**What to produce:** Please tally how many lines in the entries below include the word "results", giving only the number.

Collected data

= = = = =

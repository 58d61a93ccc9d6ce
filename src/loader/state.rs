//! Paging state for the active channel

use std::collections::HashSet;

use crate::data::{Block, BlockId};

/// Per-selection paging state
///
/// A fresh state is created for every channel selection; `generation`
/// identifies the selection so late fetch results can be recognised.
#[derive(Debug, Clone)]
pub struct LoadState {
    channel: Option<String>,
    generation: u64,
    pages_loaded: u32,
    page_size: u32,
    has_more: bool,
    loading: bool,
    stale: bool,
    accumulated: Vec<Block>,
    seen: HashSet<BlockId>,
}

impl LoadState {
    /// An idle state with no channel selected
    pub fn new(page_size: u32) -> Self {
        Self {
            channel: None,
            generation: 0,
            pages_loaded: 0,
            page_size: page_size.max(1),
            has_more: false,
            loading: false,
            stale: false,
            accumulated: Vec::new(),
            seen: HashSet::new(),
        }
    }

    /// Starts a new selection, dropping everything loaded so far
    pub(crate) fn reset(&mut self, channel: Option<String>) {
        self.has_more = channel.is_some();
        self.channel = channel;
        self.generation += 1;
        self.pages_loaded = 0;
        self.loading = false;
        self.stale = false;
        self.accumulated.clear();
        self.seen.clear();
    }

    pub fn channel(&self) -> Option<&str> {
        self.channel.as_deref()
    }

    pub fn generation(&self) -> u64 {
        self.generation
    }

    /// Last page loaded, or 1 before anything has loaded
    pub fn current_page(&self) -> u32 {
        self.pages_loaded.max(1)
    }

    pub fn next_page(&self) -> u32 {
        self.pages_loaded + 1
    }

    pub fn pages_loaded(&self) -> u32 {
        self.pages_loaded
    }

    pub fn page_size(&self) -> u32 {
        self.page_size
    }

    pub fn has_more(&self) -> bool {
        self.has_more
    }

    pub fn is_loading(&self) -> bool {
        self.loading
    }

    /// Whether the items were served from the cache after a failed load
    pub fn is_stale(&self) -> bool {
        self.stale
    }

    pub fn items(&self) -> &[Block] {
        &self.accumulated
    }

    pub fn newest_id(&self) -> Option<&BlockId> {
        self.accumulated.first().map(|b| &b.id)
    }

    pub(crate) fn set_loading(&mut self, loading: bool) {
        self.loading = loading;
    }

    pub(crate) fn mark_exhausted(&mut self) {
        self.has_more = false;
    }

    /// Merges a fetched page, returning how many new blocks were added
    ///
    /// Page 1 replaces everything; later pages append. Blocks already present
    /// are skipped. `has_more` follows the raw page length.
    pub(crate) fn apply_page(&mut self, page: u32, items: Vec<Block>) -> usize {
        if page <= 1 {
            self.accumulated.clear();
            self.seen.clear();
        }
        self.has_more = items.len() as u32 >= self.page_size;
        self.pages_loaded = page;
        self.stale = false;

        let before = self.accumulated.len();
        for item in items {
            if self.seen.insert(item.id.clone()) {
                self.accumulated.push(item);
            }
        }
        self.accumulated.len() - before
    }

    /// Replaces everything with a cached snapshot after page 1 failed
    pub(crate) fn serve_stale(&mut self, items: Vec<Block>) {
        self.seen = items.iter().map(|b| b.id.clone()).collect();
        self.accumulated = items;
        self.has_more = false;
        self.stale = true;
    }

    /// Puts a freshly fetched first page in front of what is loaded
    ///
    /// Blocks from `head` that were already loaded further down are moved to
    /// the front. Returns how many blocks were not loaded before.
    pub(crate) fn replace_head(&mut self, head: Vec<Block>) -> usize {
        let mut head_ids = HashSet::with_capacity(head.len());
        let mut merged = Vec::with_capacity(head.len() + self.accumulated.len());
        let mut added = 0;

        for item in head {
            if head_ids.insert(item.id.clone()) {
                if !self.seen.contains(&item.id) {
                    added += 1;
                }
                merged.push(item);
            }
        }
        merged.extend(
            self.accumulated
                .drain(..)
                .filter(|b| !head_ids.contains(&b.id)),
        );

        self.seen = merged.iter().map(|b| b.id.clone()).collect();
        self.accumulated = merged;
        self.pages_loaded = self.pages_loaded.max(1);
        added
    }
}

= = = = =

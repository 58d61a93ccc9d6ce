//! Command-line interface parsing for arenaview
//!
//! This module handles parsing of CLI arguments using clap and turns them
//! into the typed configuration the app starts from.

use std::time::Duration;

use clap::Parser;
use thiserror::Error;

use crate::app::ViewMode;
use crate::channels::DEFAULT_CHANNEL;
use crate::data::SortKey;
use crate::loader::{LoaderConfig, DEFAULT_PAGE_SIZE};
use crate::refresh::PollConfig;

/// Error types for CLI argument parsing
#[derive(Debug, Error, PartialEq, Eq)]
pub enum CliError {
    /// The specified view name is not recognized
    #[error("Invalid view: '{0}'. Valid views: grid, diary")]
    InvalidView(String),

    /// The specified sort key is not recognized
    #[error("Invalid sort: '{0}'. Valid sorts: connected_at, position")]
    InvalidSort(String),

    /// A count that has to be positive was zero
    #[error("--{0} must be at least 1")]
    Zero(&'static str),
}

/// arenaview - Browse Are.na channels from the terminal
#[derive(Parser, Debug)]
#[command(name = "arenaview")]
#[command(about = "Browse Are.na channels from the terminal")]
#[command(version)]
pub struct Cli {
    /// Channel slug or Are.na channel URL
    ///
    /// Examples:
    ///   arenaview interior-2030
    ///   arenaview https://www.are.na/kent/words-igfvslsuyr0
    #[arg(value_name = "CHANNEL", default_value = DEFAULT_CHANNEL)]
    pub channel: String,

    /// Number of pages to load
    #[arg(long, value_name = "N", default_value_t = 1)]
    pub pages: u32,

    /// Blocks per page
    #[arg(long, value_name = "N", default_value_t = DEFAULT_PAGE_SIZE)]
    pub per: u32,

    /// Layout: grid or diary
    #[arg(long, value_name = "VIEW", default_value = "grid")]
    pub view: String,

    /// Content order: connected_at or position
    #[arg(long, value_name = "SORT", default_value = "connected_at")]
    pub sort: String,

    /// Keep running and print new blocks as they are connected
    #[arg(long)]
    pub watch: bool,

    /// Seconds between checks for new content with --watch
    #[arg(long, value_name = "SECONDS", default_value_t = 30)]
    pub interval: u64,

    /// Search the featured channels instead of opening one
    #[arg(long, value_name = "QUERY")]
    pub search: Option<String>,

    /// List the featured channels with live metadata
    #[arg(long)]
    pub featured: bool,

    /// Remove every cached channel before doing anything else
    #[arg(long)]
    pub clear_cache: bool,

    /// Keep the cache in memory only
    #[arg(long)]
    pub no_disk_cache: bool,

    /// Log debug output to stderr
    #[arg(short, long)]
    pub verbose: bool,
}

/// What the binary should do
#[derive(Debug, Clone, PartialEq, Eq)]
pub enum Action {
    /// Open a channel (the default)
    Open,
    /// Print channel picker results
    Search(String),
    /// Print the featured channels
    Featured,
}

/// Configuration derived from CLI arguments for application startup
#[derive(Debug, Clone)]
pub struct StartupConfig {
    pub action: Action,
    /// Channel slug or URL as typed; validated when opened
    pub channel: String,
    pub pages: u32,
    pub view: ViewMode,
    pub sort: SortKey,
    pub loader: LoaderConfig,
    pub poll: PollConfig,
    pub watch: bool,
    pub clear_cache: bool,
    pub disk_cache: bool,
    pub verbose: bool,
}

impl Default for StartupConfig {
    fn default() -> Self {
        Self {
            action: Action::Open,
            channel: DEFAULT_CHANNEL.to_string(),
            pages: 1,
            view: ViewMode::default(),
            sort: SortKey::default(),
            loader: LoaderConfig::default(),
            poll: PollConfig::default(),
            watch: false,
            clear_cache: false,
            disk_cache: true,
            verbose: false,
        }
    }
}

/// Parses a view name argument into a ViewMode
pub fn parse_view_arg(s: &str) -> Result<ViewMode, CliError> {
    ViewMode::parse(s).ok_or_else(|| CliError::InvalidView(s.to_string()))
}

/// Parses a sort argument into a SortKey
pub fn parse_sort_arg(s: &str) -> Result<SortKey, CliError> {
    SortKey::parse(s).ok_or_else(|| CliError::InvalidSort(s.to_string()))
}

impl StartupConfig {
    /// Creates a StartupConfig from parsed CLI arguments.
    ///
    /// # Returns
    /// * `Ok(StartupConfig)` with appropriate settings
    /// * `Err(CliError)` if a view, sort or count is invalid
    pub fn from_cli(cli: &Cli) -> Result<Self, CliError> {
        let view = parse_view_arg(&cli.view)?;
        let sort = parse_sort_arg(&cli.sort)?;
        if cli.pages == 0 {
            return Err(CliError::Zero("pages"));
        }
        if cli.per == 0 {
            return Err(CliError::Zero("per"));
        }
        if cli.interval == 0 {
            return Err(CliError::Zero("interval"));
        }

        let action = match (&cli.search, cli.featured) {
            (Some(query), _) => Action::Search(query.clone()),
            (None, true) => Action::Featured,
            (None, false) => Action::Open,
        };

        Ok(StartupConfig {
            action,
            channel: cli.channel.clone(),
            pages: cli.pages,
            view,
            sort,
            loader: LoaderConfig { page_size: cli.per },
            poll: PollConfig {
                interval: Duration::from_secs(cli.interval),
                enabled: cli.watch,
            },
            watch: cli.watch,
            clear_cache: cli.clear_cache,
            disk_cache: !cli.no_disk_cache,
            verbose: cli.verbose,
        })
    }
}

= = = = =

**Expected answer:** 2